My friend Mary got married in June. Lovely wedding at St Luke’s in Chelsea and a brass band marched us all to the town hall for tea afterwards. Splendid. What is less splendid, however, is that the wedding was nearly three months ago and I am still to write my thank you letter. It’s got to the point where I think about the letter every morning when I wake up and the guilt is so bad that I am seriously considering bludgeoning a nanny over the head, faking my own death and starting life all over again in a thinly populated spot of East Africa, disguised by a big hat.

What have I been doing in the past three months, you ask? Well, I wish I could say I’ve mounted an expedition to the Antarctic and found myself there without pen or paper. Or that I’ve been an early guinea pig for Elon Musk’s inaugural trip to Mars. Or had my head down writing the follow-up to War and Peace.

But don’t all rush to the book shop, because to be totally honest I’ve done none of those things. Apparently I’ve just found it entirely impossible to carve out half an hour to sit down and write the bloody letter. And so the shame mounts but still the Basildon Bond pad of paper lies unopened. Then I think ‘Oh I’ll write that this weekend, when I can properly think about it and sum up appropriately lavish adjectives for such a happy day.’ But the weekend rolls round and I need to watch Doctor Foster on catch-up and my ink pen lies motionless, like a fallen soldier, on my desk.

To be fair, it can be quite complicated to know who to write to after a wedding these days when one person’s paid for the wine, someone else for the salmon vol-au-vents and the bride has possibly coughed up for her own dress.
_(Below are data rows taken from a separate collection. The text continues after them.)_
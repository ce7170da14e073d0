//! Serializable graph description and bulk loading.
//!
//! A document lists node keys and edge records. Edge endpoints that are not
//! listed under `nodes` are registered on load, so an edge list alone is a
//! valid document:
//!
//! ```json
//! { "edges": [ { "key": "ab", "source": "A", "target": "B", "length": 2.5 } ] }
//! ```

use serde::de::DeserializeOwned;
use serde::{Deserialize, Serialize};

use crate::error::Result;
use crate::graph::{Graph, GraphKey};

fn default_length() -> f64 {
    1.0
}

/// One edge as it appears in a document. `length` defaults to 1.
#[derive(Debug, Clone, PartialEq, Serialize, Deserialize)]
pub struct EdgeRecord<N, E> {
    pub key: E,
    pub source: N,
    pub target: N,
    #[serde(default = "default_length")]
    pub length: f64,
}

#[derive(Debug, Clone, PartialEq, Serialize, Deserialize)]
pub struct GraphDocument<N, E> {
    #[serde(default = "Vec::new")]
    pub nodes: Vec<N>,
    #[serde(default = "Vec::new")]
    pub edges: Vec<EdgeRecord<N, E>>,
}

impl<N: GraphKey, E: GraphKey> Graph<N, E> {
    /// Bulk load edges, registering any endpoint not yet in the graph.
    ///
    /// Stops at the first edge that cannot be inserted (duplicate key or
    /// invalid length). Edges before it, and their endpoints, stay in the
    /// graph; the failing record registers nothing.
    pub fn load_edges<I>(&mut self, edges: I) -> Result<()>
    where
        I: IntoIterator<Item = EdgeRecord<N, E>>,
    {
        for record in edges {
            self.check_edge(&record.key, record.length)?;
            self.add_node(record.source.clone());
            self.add_node(record.target.clone());
            self.insert_edge(record.key, &record.source, &record.target, record.length)?;
        }
        Ok(())
    }

    pub fn from_document(doc: GraphDocument<N, E>) -> Result<Self> {
        let mut graph = Self::with_capacity(doc.nodes.len(), doc.edges.len());
        for node in doc.nodes {
            graph.add_node(node);
        }
        graph.load_edges(doc.edges)?;
        Ok(graph)
    }

    /// Snapshot the graph as a document. Node and edge order follow
    /// insertion order, so `from_document(g.to_document())` rebuilds an
    /// equivalent graph.
    pub fn to_document(&self) -> GraphDocument<N, E> {
        let edges = self
            .edges()
            .filter_map(|edge| {
                let (source, target) = self.endpoints(edge)?;
                Some(EdgeRecord {
                    key: edge.key().clone(),
                    source: source.clone(),
                    target: target.clone(),
                    length: edge.length(),
                })
            })
            .collect();

        GraphDocument {
            nodes: self.nodes().cloned().collect(),
            edges,
        }
    }
}

impl<N, E> Graph<N, E>
where
    N: GraphKey + DeserializeOwned,
    E: GraphKey + DeserializeOwned,
{
    pub fn from_json(json: &str) -> Result<Self> {
        let doc: GraphDocument<N, E> = serde_json::from_str(json)?;
        Self::from_document(doc)
    }
}

impl<N, E> Graph<N, E>
where
    N: GraphKey + Serialize,
    E: GraphKey + Serialize,
{
    pub fn to_json(&self) -> Result<String> {
        Ok(serde_json::to_string_pretty(&self.to_document())?)
    }
}

#[cfg(test)]
mod tests {
    use super::*;
    use crate::error::GraphError;

    const ROADS: &str = r#"{
        "nodes": ["depot", "north", "south", "closed"],
        "edges": [
            { "key": "d-n", "source": "depot", "target": "north", "length": 4.0 },
            { "key": "d-s", "source": "depot", "target": "south" },
            { "key": "s-n", "source": "south", "target": "north", "length": 1.5 }
        ]
    }"#;

    fn record(key: &str, source: &str, target: &str, length: f64) -> EdgeRecord<String, String> {
        EdgeRecord {
            key: key.to_string(),
            source: source.to_string(),
            target: target.to_string(),
            length,
        }
    }

    #[test]
    fn test_from_json() {
        let g: Graph<String, String> = Graph::from_json(ROADS).unwrap();
        assert_eq!(g.node_count(), 4);
        assert_eq!(g.edge_count(), 3);
        assert!(g.contains_node(&"closed".to_string()));
        let ds = g.edge(g.edge_id(&"d-s".to_string()).unwrap()).unwrap();
        assert_eq!(ds.length(), 1.0);
    }

    #[test]
    fn test_document_feeds_traversal() {
        let g: Graph<String, String> = Graph::from_json(ROADS).unwrap();
        let tree = crate::dijkstra(&g, &"depot".to_string()).unwrap();
        assert_eq!(tree.potential(&"north".to_string()), Some(2.5));
        assert!(tree.path_from_root(&"closed".to_string()).is_none());
    }

    #[test]
    fn test_edges_only_document() {
        let g: Graph<u32, u32> =
            Graph::from_json(r#"{ "edges": [ { "key": 7, "source": 1, "target": 2 } ] }"#).unwrap();
        assert_eq!(g.nodes().copied().collect::<Vec<_>>(), vec![1, 2]);
        assert!(g.contains_edge_between(&1, &2));
    }

    #[test]
    fn test_to_document_preserves_order() {
        let g: Graph<String, String> = Graph::from_json(ROADS).unwrap();
        let doc = g.to_document();
        assert_eq!(doc.nodes, vec!["depot", "north", "south", "closed"]);
        assert_eq!(doc.edges[2], record("s-n", "south", "north", 1.5));

        let json = g.to_json().unwrap();
        let again: Graph<String, String> = Graph::from_json(&json).unwrap();
        assert_eq!(again.to_document(), doc);
    }

    #[test]
    fn test_malformed_json() {
        let err = Graph::<String, String>::from_json("{ \"edges\": [ {").unwrap_err();
        assert!(matches!(err, GraphError::Document(_)));
        assert!(!err.is_invalid_argument());
    }

    #[test]
    fn test_load_edges_registers_endpoints() {
        let mut g: Graph<String, String> = Graph::new();
        g.load_edges(vec![record("ab", "a", "b", 1.0), record("bc", "b", "c", 2.0)])
            .unwrap();
        assert_eq!(g.node_count(), 3);
        assert_eq!(g.edge_count(), 2);
    }

    #[test]
    fn test_load_edges_stops_at_duplicate() {
        let mut g: Graph<String, String> = Graph::new();
        let err = g
            .load_edges(vec![
                record("ab", "a", "b", 1.0),
                record("ab", "b", "c", 1.0),
                record("cd", "c", "d", 1.0),
            ])
            .unwrap_err();
        assert!(matches!(err, GraphError::DuplicateEdge(_)));
        assert_eq!(g.edge_count(), 1);
        assert_eq!(g.node_count(), 2);
        assert!(!g.contains_node(&"c".to_string()));
        assert!(!g.contains_node(&"d".to_string()));
    }

    #[test]
    fn test_rejected_record_leaves_no_nodes() {
        let mut g: Graph<String, String> = Graph::new();
        let err = g.load_edges(vec![record("ab", "a", "b", -1.0)]).unwrap_err();
        assert!(matches!(err, GraphError::InvalidLength { .. }));
        assert_eq!(g.node_count(), 0);
        assert_eq!(g.edge_count(), 0);

        g.add_node("a".to_string());
        let err = g.load_edges(vec![record("ax", "a", "x", f64::NAN)]).unwrap_err();
        assert!(matches!(err, GraphError::InvalidLength { .. }));
        assert_eq!(g.nodes().cloned().collect::<Vec<_>>(), vec!["a"]);
    }

    #[test]
    fn test_negative_length_in_document() {
        let json = r#"{ "edges": [ { "key": "x", "source": "a", "target": "b", "length": -2 } ] }"#;
        let err = Graph::<String, String>::from_json(json).unwrap_err();
        assert!(matches!(err, GraphError::InvalidLength { .. }));
    }
}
I’ve written to both bride and groom and both sets of parents before now. I know! Three letters! I can’t quite remember how long that took me but I suspect Tolstoy knocked out a few chapters in less time. But as excuses go, it’s not a great one, is it? ‘Sorry it’s taken me so long to write, I’ve been trying to deduce who shelled out for the wedding.’

And yet, even though I am researching inflatables to make my get-away across the Channel, I hope that, in centuries to come, we are still sending thank-you letters. I hope that small children are still forced to spend hours at the kitchen table in that lull between Christmas and New Year, little foreheads creased with concentration as they wonder how to spell ‘Sylvanian’. Because even though thank-you letters are a bore to write and there’s always something else to do and even though, once you’ve finally written the letter, it will spend several weeks rattling around your handbag getting grubby before you remember to put it in a post box, they remain the benchmark of civilisation.
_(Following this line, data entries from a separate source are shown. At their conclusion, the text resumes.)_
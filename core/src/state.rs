//! Per-traversal side table and the typed view algorithms hand back.

use tracing::warn;

use crate::graph::{Edge, EdgeId, Graph, GraphKey, NodeId};

/// How a reached node was reached.
///
/// `Root` marks the traversal's start node; it carries no source, target or
/// length. Unvisited nodes have no support edge at all (`None` in the
/// accessors below).
#[derive(Debug, Clone, Copy, PartialEq, Eq, Hash)]
pub enum SupportEdge {
    Root,
    Edge(EdgeId),
}

impl SupportEdge {
    pub fn is_root(self) -> bool {
        matches!(self, SupportEdge::Root)
    }

    pub fn edge_id(self) -> Option<EdgeId> {
        match self {
            SupportEdge::Root => None,
            SupportEdge::Edge(id) => Some(id),
        }
    }
}

/// Support edge and potential for every node slot of one graph, indexed by
/// [`NodeId`].
///
/// Create one per traversal, or keep one around and pass it to the `_with`
/// algorithm variants, which reset it before use.
#[derive(Debug, Clone, Default, PartialEq)]
pub struct TraversalState {
    support: Vec<Option<SupportEdge>>,
    potential: Vec<f64>,
}

impl TraversalState {
    pub fn new() -> Self {
        Self::default()
    }

    pub fn support_edge(&self, node: NodeId) -> Option<SupportEdge> {
        self.support.get(node.0).copied().flatten()
    }

    /// Raw potential of a slot, whether or not the node was reached.
    pub fn potential(&self, node: NodeId) -> Option<f64> {
        self.potential.get(node.0).copied()
    }

    pub fn is_reached(&self, node: NodeId) -> bool {
        self.support_edge(node).is_some()
    }

    /// Number of nodes carrying a support edge (root included).
    pub fn reached_count(&self) -> usize {
        self.support.iter().filter(|s| s.is_some()).count()
    }

    pub(crate) fn clear_support_edges(&mut self, slots: usize) {
        self.support.clear();
        self.support.resize(slots, None);
    }

    pub(crate) fn fill_potentials(&mut self, slots: usize, value: f64) {
        self.potential.clear();
        self.potential.resize(slots, value);
    }

    pub(crate) fn set_support_edge(&mut self, node: NodeId, edge: SupportEdge) {
        if node.0 >= self.support.len() {
            self.support.resize(node.0 + 1, None);
        }
        self.support[node.0] = Some(edge);
    }

    pub(crate) fn set_potential(&mut self, node: NodeId, value: f64) {
        if node.0 >= self.potential.len() {
            self.potential.resize(node.0 + 1, 0.0);
        }
        self.potential[node.0] = value;
    }
}

/// Result of a traversal: the filled side table together with the graph it
/// describes. Support edges form an arborescence rooted at [`root`].
///
/// [`root`]: SupportTree::root
#[derive(Debug)]
pub struct SupportTree<'g, N, E> {
    graph: &'g Graph<N, E>,
    state: TraversalState,
    root: NodeId,
}

impl<'g, N: GraphKey, E: GraphKey> SupportTree<'g, N, E> {
    /// Wrap a state filled by one of the `_with` traversals.
    pub fn new(graph: &'g Graph<N, E>, state: TraversalState, root: NodeId) -> Self {
        Self { graph, state, root }
    }

    pub fn graph(&self) -> &'g Graph<N, E> {
        self.graph
    }

    pub fn root_id(&self) -> NodeId {
        self.root
    }

    pub fn root(&self) -> Option<&'g N> {
        self.graph.node_key(self.root)
    }

    pub fn state(&self) -> &TraversalState {
        &self.state
    }

    /// Hand the side table back for reuse.
    pub fn into_state(self) -> TraversalState {
        self.state
    }

    pub fn support_edge(&self, node: &N) -> Option<SupportEdge> {
        self.graph
            .node_id(node)
            .and_then(|id| self.state.support_edge(id))
    }

    /// The edge through which `node` was reached. `None` for the root and
    /// for unreached nodes.
    pub fn support_edge_of(&self, node: &N) -> Option<&'g Edge<E>> {
        self.support_edge(node)
            .and_then(SupportEdge::edge_id)
            .and_then(|id| self.graph.edge(id))
    }

    /// Distance from the root. `None` for nodes the traversal did not reach.
    pub fn potential(&self, node: &N) -> Option<f64> {
        let id = self.graph.node_id(node)?;
        if !self.state.is_reached(id) {
            return None;
        }
        self.state.potential(id)
    }

    pub fn is_reachable(&self, node: &N) -> bool {
        self.support_edge(node).is_some()
    }

    pub fn reached_count(&self) -> usize {
        self.state.reached_count()
    }

    /// Reached node keys in graph insertion order, root included.
    pub fn reached(&self) -> impl Iterator<Item = &'g N> + '_ {
        let graph = self.graph;
        graph
            .nodes()
            .filter(move |key| graph.node_id(key).is_some_and(|id| self.state.is_reached(id)))
    }

    /// Edges from the root to `target`, in walking order.
    ///
    /// `None` if `target` was not reached (or is not in the graph);
    /// `Some(vec![])` if `target` is the root.
    pub fn path_from_root(&self, target: &N) -> Option<Vec<&'g Edge<E>>> {
        let id = self.graph.node_id(target)?;
        self.path_to(id)
    }

    /// Node keys along [`path_from_root`](Self::path_from_root), root first
    /// and `target` last.
    pub fn path_nodes_from_root(&self, target: &N) -> Option<Vec<&'g N>> {
        let edges = self.path_from_root(target)?;
        let mut nodes = Vec::with_capacity(edges.len() + 1);
        nodes.push(self.root()?);
        for edge in edges {
            nodes.push(self.graph.node_key(edge.target())?);
        }
        Some(nodes)
    }

    fn path_to(&self, target: NodeId) -> Option<Vec<&'g Edge<E>>> {
        let limit = self.graph.node_count();
        let mut path = Vec::new();
        let mut current = target;

        // Unreached target: the `?` on the first lookup is the "no path" answer.
        let mut support = self.state.support_edge(current)?;
        while let SupportEdge::Edge(eid) = support {
            let Some(edge) = self.graph.edge(eid) else {
                warn!(
                    node = current.index(),
                    edge = eid.index(),
                    "support edge no longer in graph"
                );
                return None;
            };
            path.push(edge);
            if path.len() > limit {
                warn!(node = target.index(), limit, "support edge chain does not reach the root");
                return None;
            }
            current = edge.source();
            let Some(next) = self.state.support_edge(current) else {
                warn!(node = current.index(), "support edge chain passes an unreached node");
                return None;
            };
            support = next;
        }

        path.reverse();
        Some(path)
    }
}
Because although we have become a nation which loses its mind over six-year-old boys coming wearing a dress to school and although the apocalypse will probably come any day now, there’s something reassuring about the fact that we still feel the need to write a letter, by hand, to thank someone effusively about the lasagne at their wedding – no matter how long it takes.

Also, a final defence plea, writing too late is better than writing too early. A family friend, quite an annoyingly efficient friend, often used to write her thank you letters before going to the event in question. She’d post them on the way to the party, incredibly smug, so the letter would arrive before anyone else’s. And then, one day, she posted a letter which quacked on about the ‘wonderful music’ and the ‘delicious food’, but then there was a power cut at the party. So there was no music and the food was cold. There’s a fable along those lines, isn’t there? Something about tortoises and hares.

 

***

 

An update to the above: THIS WEEK I am going to sit down and find time to write to Mary. But I’ve also just realised I don’t have her new address so that will take another two or three weeks to sort out. Then I will need to remortgage to buy a book of stamps. Then I will spend another five months looking for a postbox and so on. So it remains highly likely that one or both of us will die of old age before the letter is delivered.

«
»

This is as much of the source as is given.